Dataset content Start Marker

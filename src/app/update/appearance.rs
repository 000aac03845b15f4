use super::super::state::{
    App, MAX_FONT_SIZE, MAX_SPEECH_RATE_WPM, MAX_SPEECH_VOLUME, MIN_FONT_SIZE,
    MIN_SPEECH_RATE_WPM, MIN_SPEECH_VOLUME,
};
use super::Effect;
use crate::config::ThemeMode;
use tracing::info;

impl App {
    pub(super) fn handle_toggle_theme(&mut self, effects: &mut Vec<Effect>) {
        self.config.theme = match self.config.theme {
            ThemeMode::Day => ThemeMode::Night,
            ThemeMode::Night => ThemeMode::Day,
        };
        info!(theme = %self.config.theme, "Switched theme");
        effects.push(Effect::SaveConfig);
    }

    pub(super) fn handle_toggle_settings(&mut self, effects: &mut Vec<Effect>) {
        self.config.show_settings = !self.config.show_settings;
        effects.push(Effect::SaveConfig);
    }

    pub(super) fn handle_font_size_changed(&mut self, size: u32, effects: &mut Vec<Effect>) {
        self.config.font_size = size.clamp(MIN_FONT_SIZE, MAX_FONT_SIZE);
        effects.push(Effect::SaveConfig);
    }

    /// Rate changes apply from the next utterance onward; the one currently
    /// playing keeps its audio.
    pub(super) fn handle_speech_rate_changed(&mut self, rate: u32, effects: &mut Vec<Effect>) {
        let rate = rate.clamp(MIN_SPEECH_RATE_WPM, MAX_SPEECH_RATE_WPM);
        if rate == self.config.speech_rate_wpm {
            return;
        }
        self.config.speech_rate_wpm = rate;
        if let Some(engine) = self.engine.as_mut() {
            engine.set_rate(rate);
        }
        effects.push(Effect::SaveConfig);
    }

    /// Volume applies to the live sink immediately.
    pub(super) fn handle_speech_volume_changed(&mut self, volume: f32, effects: &mut Vec<Effect>) {
        let volume = volume.clamp(MIN_SPEECH_VOLUME, MAX_SPEECH_VOLUME);
        self.config.speech_volume = volume;
        if let Some(playback) = self.device.playback.as_ref() {
            playback.set_volume(volume);
        }
        effects.push(Effect::SaveConfig);
    }

    pub(super) fn handle_auto_scroll_changed(&mut self, enabled: bool, effects: &mut Vec<Effect>) {
        self.config.auto_scroll = enabled;
        effects.push(Effect::SaveConfig);
    }
}

#[cfg(test)]
mod tests {
    use super::*;
    use crate::config::AppConfig;

    #[test]
    fn theme_toggle_flips_and_persists() {
        let (mut app, _) = App::bootstrap(AppConfig::default(), None);
        let mut effects = Vec::new();
        app.handle_toggle_theme(&mut effects);
        assert_eq!(app.config.theme, ThemeMode::Day);
        assert!(matches!(effects[0], Effect::SaveConfig));
    }

    #[test]
    fn sliders_clamp_to_their_ranges() {
        let (mut app, _) = App::bootstrap(AppConfig::default(), None);
        let mut effects = Vec::new();

        app.handle_font_size_changed(500, &mut effects);
        assert_eq!(app.config.font_size, MAX_FONT_SIZE);

        app.handle_speech_rate_changed(10_000, &mut effects);
        assert_eq!(app.config.speech_rate_wpm, MAX_SPEECH_RATE_WPM);

        app.handle_speech_volume_changed(-1.0, &mut effects);
        assert_eq!(app.config.speech_volume, MIN_SPEECH_VOLUME);
    }

    #[test]
    fn unchanged_rate_does_not_rewrite_config() {
        let (mut app, _) = App::bootstrap(AppConfig::default(), None);
        let rate = app.config.speech_rate_wpm;
        let mut effects = Vec::new();
        app.handle_speech_rate_changed(rate, &mut effects);
        assert!(effects.is_empty());
    }
}
//! HTTP client for the OCR and definition backend.
//!
//! The backend exposes two endpoints: `POST /upload` takes a multipart file
//! and answers with the recognized markdown, and `POST /get-definition`
//! answers with a short definition of a word in its surrounding context.
//! Error bodies carry an `error` field which we surface verbatim so the UI
//! shows the same message the server logged.
//!
//! No retry and no request timeout here: a hung call leaves the
//! corresponding affordance in its loading state until the server answers.

use anyhow::{Context, Result, anyhow};
use reqwest::multipart::{Form, Part};
use serde::Deserialize;
use tracing::debug;

#[derive(Debug, Clone)]
pub struct BackendClient {
    http: reqwest::Client,
    base_url: String,
}

#[derive(Debug, Deserialize)]
struct UploadResponse {
    markdown: Option<String>,
    error: Option<String>,
}

#[derive(Debug, Deserialize)]
struct DefinitionResponse {
    definition: Option<String>,
    error: Option<String>,
}

impl BackendClient {
    pub fn new(base_url: &str) -> Self {
        Self {
            http: reqwest::Client::new(),
            base_url: base_url.trim_end_matches('/').to_string(),
        }
    }

    /// Send a document to the backend for OCR and return the markdown it
    /// produced.
    pub async fn upload_document(
        &self,
        file_name: &str,
        bytes: Vec<u8>,
        mime: &str,
    ) -> Result<String> {
        let url = format!("{}/upload", self.base_url);
        debug!(url = %url, file = %file_name, size = bytes.len(), "uploading document");

        let part = Part::bytes(bytes)
            .file_name(file_name.to_string())
            .mime_str(mime)
            .context("invalid mime type for upload")?;
        let form = Form::new().part("file", part);

        let response = self
            .http
            .post(&url)
            .multipart(form)
            .send()
            .await
            .context("failed to reach the backend")?;

        let status = response.status();
        let body: UploadResponse = response
            .json()
            .await
            .context("backend returned a malformed upload response")?;

        if let Some(error) = body.error {
            return Err(anyhow!(error));
        }
        if !status.is_success() {
            return Err(anyhow!("Failed to process image"));
        }
        body.markdown
            .ok_or_else(|| anyhow!("Failed to process image"))
    }

    /// Ask the backend to define `word` as used inside `context`.
    pub async fn fetch_definition(&self, word: &str, context: &str) -> Result<String> {
        let url = format!("{}/get-definition", self.base_url);
        debug!(url = %url, word = %word, context_chars = context.chars().count(), "fetching definition");

        let response = self
            .http
            .post(&url)
            .json(&serde_json::json!({ "word": word, "context": context }))
            .send()
            .await
            .context("failed to reach the backend")?;

        let status = response.status();
        let body: DefinitionResponse = response
            .json()
            .await
            .context("backend returned a malformed definition response")?;

        if let Some(error) = body.error {
            return Err(anyhow!(error));
        }
        if !status.is_success() {
            return Err(anyhow!("definition request failed with status {status}"));
        }
        body.definition
            .ok_or_else(|| anyhow!("definition response had no definition field"))
    }
}

#[cfg(test)]
mod tests {
    use super::*;

    #[test]
    fn upload_response_accepts_both_shapes() {
        let ok: UploadResponse = serde_json::from_str(r##"{"markdown": "# Hi", "filename": "a.png"}"##).unwrap();
        assert_eq!(ok.markdown.as_deref(), Some("# Hi"));
        assert!(ok.error.is_none());

        let err: UploadResponse = serde_json::from_str(r#"{"error": "No file part"}"#).unwrap();
        assert_eq!(err.error.as_deref(), Some("No file part"));
        assert!(err.markdown.is_none());
    }

    #[test]
    fn definition_response_accepts_both_shapes() {
        let ok: DefinitionResponse = serde_json::from_str(r#"{"definition": "a word"}"#).unwrap();
        assert_eq!(ok.definition.as_deref(), Some("a word"));

        let err: DefinitionResponse =
            serde_json::from_str(r#"{"error": "Word and context are required"}"#).unwrap();
        assert_eq!(err.error.as_deref(), Some("Word and context are required"));
    }

    #[test]
    fn base_url_loses_trailing_slash() {
        let client = BackendClient::new("http://127.0.0.1:5000/");
        assert_eq!(client.base_url, "http://127.0.0.1:5000");
    }
}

Dataset content End Marker

__Task requirements__
All lines in the listing above with the string "reqwest" should be returned.

__Expected output__
use reqwest::multipart::{Form, Part};
    http: reqwest::Client,
            http: reqwest::Client::new(),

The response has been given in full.